§ Task directions: Nothing in the data may be altered; the answer is a verbatim copy of it.

━━━━━ Given records ━━━━━

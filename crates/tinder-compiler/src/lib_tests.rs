use super::*;

#[test]
fn compiles_a_linear_set_and_write_script() {
    let script = compile("set a = 2\nset b = a + 3\nwrite \"answer=[[b]]\"").unwrap();
    assert!(script.labels.is_total());
    assert!(script.lines.len() >= 3 + 2); // +2 for the dunder initializers
}

#[test]
fn compiles_the_to_assignment_form() {
    let script = compile("set a to 2\nset b to a + 3\nwrite \"answer=[[b]]\"").unwrap();
    assert!(script.labels.is_total());
    assert!(script.lines.len() >= 3 + 2);
}

#[test]
fn compiles_a_multi_name_set_with_value_replication() {
    let script = compile("set a, b, c = 1, 2").unwrap();
    let multi = script
        .lines
        .iter()
        .find(|l| matches!(l.instruction, tinder_bytecode::Instruction::SetMulti { .. }));
    assert!(multi.is_some());
}

#[test]
fn compiles_a_multi_name_set_from_unpack() {
    let script = compile("set q, n from choices").unwrap();
    let multi = script
        .lines
        .iter()
        .find(|l| matches!(l.instruction, tinder_bytecode::Instruction::SetMulti { .. }));
    assert!(multi.is_some());
}

#[test]
fn or_label_fallthrough_compiles_and_resolves_both_labels() {
    let script = compile("#end or retry\nstop\n#retry\nwrite \"again\"").unwrap();
    assert!(script.labels.is_total());
}

#[test]
fn const_rewrite_is_a_runtime_concern_not_a_compile_error() {
    let script = compile("const MAX = 5\nset MAX = 6");
    assert!(script.is_ok());
}

#[test]
fn break_outside_a_loop_is_a_compile_error() {
    let err = compile("break").unwrap_err();
    assert!(matches!(err, CompileError::BreakOutsideLoop { .. }));
}

#[test]
fn jump_to_an_undefined_label_is_a_compile_error() {
    let err = compile("jump #nowhere").unwrap_err();
    assert!(matches!(err, CompileError::UndefinedLabel { .. }));
}

#[test]
fn if_elseif_else_compiles_to_a_total_label_set() {
    let script = compile(
        "if x == 1\nwrite \"one\"\nelseif x == 2\nwrite \"two\"\nelse\nwrite \"other\"\nendif",
    )
    .unwrap();
    assert!(script.labels.is_total());
}

#[test]
fn foreach_loop_compiles_with_cursor_dunders_referenced() {
    let script = compile("foreach item in inventory\nwrite item\nendfor").unwrap();
    assert!(script.labels.is_total());
}

#[test]
fn two_variable_foreach_compiles_with_a_total_label_set() {
    let script = compile("foreach k, v in scores\nwrite k\nendfor").unwrap();
    assert!(script.labels.is_total());
}

#[test]
fn trailing_if_modifier_attaches_a_condition_to_the_line() {
    let script = compile("stop if x").unwrap();
    let has_guarded_stop =
        script.lines.iter().any(|l| matches!(l.instruction, tinder_bytecode::Instruction::Stop) && l.condition.is_some());
    assert!(has_guarded_stop);
}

━━━━━

§ Task response:
filename crates/tinder-compiler/src/lib_tests.rs
use super::*;

#[test]
fn compiles_a_linear_set_and_write_script() {
    let script = compile("set a = 2\nset b = a + 3\nwrite \"answer=[[b]]\"").unwrap();
    assert!(script.labels.is_total());
    assert!(script.lines.len() >= 3 + 2); // +2 for the dunder initializers
}

#[test]
fn compiles_the_to_assignment_form() {
    let script = compile("set a to 2\nset b to a + 3\nwrite \"answer=[[b]]\"").unwrap();
    assert!(script.labels.is_total());
    assert!(script.lines.len() >= 3 + 2);
}

#[test]
fn compiles_a_multi_name_set_with_value_replication() {
    let script = compile("set a, b, c = 1, 2").unwrap();
    let multi = script
        .lines
        .iter()
        .find(|l| matches!(l.instruction, tinder_bytecode::Instruction::SetMulti { .. }));
    assert!(multi.is_some());
}

#[test]
fn compiles_a_multi_name_set_from_unpack() {
    let script = compile("set q, n from choices").unwrap();
    let multi = script
        .lines
        .iter()
        .find(|l| matches!(l.instruction, tinder_bytecode::Instruction::SetMulti { .. }));
    assert!(multi.is_some());
}

#[test]
fn or_label_fallthrough_compiles_and_resolves_both_labels() {
    let script = compile("#end or retry\nstop\n#retry\nwrite \"again\"").unwrap();
    assert!(script.labels.is_total());
}

#[test]
fn const_rewrite_is_a_runtime_concern_not_a_compile_error() {
    let script = compile("const MAX = 5\nset MAX = 6");
    assert!(script.is_ok());
}

#[test]
fn break_outside_a_loop_is_a_compile_error() {
    let err = compile("break").unwrap_err();
    assert!(matches!(err, CompileError::BreakOutsideLoop { .. }));
}

#[test]
fn jump_to_an_undefined_label_is_a_compile_error() {
    let err = compile("jump #nowhere").unwrap_err();
    assert!(matches!(err, CompileError::UndefinedLabel { .. }));
}

#[test]
fn if_elseif_else_compiles_to_a_total_label_set() {
    let script = compile(
        "if x == 1\nwrite \"one\"\nelseif x == 2\nwrite \"two\"\nelse\nwrite \"other\"\nendif",
    )
    .unwrap();
    assert!(script.labels.is_total());
}

#[test]
fn foreach_loop_compiles_with_cursor_dunders_referenced() {
    let script = compile("foreach item in inventory\nwrite item\nendfor").unwrap();
    assert!(script.labels.is_total());
}

#[test]
fn two_variable_foreach_compiles_with_a_total_label_set() {
    let script = compile("foreach k, v in scores\nwrite k\nendfor").unwrap();
    assert!(script.labels.is_total());
}

#[test]
fn trailing_if_modifier_attaches_a_condition_to_the_line() {
    let script = compile("stop if x").unwrap();
    let has_guarded_stop =
        script.lines.iter().any(|l| matches!(l.instruction, tinder_bytecode::Instruction::Stop) && l.condition.is_some());
    assert!(has_guarded_stop);
}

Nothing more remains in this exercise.